Work order: Print all entries below exactly as they appear.

::: Data records

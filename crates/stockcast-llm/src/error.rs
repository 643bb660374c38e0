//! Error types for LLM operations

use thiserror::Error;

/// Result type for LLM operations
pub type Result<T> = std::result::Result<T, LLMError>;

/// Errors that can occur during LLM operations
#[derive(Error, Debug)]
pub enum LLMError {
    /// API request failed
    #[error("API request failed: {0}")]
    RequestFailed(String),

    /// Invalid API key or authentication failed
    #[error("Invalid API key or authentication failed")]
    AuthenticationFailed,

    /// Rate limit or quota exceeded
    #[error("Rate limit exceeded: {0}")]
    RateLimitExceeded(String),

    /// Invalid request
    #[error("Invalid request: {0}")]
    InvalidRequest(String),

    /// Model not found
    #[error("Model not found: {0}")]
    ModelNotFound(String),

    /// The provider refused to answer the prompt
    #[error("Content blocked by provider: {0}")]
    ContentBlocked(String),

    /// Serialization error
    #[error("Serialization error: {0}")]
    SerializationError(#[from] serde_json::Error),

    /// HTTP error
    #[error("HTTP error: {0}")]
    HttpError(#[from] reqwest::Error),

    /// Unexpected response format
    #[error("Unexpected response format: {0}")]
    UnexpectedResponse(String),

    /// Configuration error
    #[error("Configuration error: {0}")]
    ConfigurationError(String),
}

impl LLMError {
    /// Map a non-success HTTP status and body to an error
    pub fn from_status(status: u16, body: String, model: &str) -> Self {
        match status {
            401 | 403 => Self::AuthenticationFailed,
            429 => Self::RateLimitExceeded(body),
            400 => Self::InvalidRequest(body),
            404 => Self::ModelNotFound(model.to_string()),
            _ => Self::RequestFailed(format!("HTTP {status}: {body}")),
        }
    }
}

::::::

Solution for this exercise:
filename crates/stockcast-llm/src/error.rs
repository 643bb660374c38e0
//! Error types for LLM operations

use thiserror::Error;

/// Result type for LLM operations
pub type Result<T> = std::result::Result<T, LLMError>;

/// Errors that can occur during LLM operations
#[derive(Error, Debug)]
pub enum LLMError {
    /// API request failed
    #[error("API request failed: {0}")]
    RequestFailed(String),

    /// Invalid API key or authentication failed
    #[error("Invalid API key or authentication failed")]
    AuthenticationFailed,

    /// Rate limit or quota exceeded
    #[error("Rate limit exceeded: {0}")]
    RateLimitExceeded(String),

    /// Invalid request
    #[error("Invalid request: {0}")]
    InvalidRequest(String),

    /// Model not found
    #[error("Model not found: {0}")]
    ModelNotFound(String),

    /// The provider refused to answer the prompt
    #[error("Content blocked by provider: {0}")]
    ContentBlocked(String),

    /// Serialization error
    #[error("Serialization error: {0}")]
    SerializationError(#[from] serde_json::Error),

    /// HTTP error
    #[error("HTTP error: {0}")]
    HttpError(#[from] reqwest::Error),

    /// Unexpected response format
    #[error("Unexpected response format: {0}")]
    UnexpectedResponse(String),

    /// Configuration error
    #[error("Configuration error: {0}")]
    ConfigurationError(String),
}

impl LLMError {
    /// Map a non-success HTTP status and body to an error
    pub fn from_status(status: u16, body: String, model: &str) -> Self {
        match status {
            401 | 403 => Self::AuthenticationFailed,
            429 => Self::RateLimitExceeded(body),
            400 => Self::InvalidRequest(body),
            404 => Self::ModelNotFound(model.to_string()),
            _ => Self::RequestFailed(format!("HTTP {status}: {body}")),
        }
    }
}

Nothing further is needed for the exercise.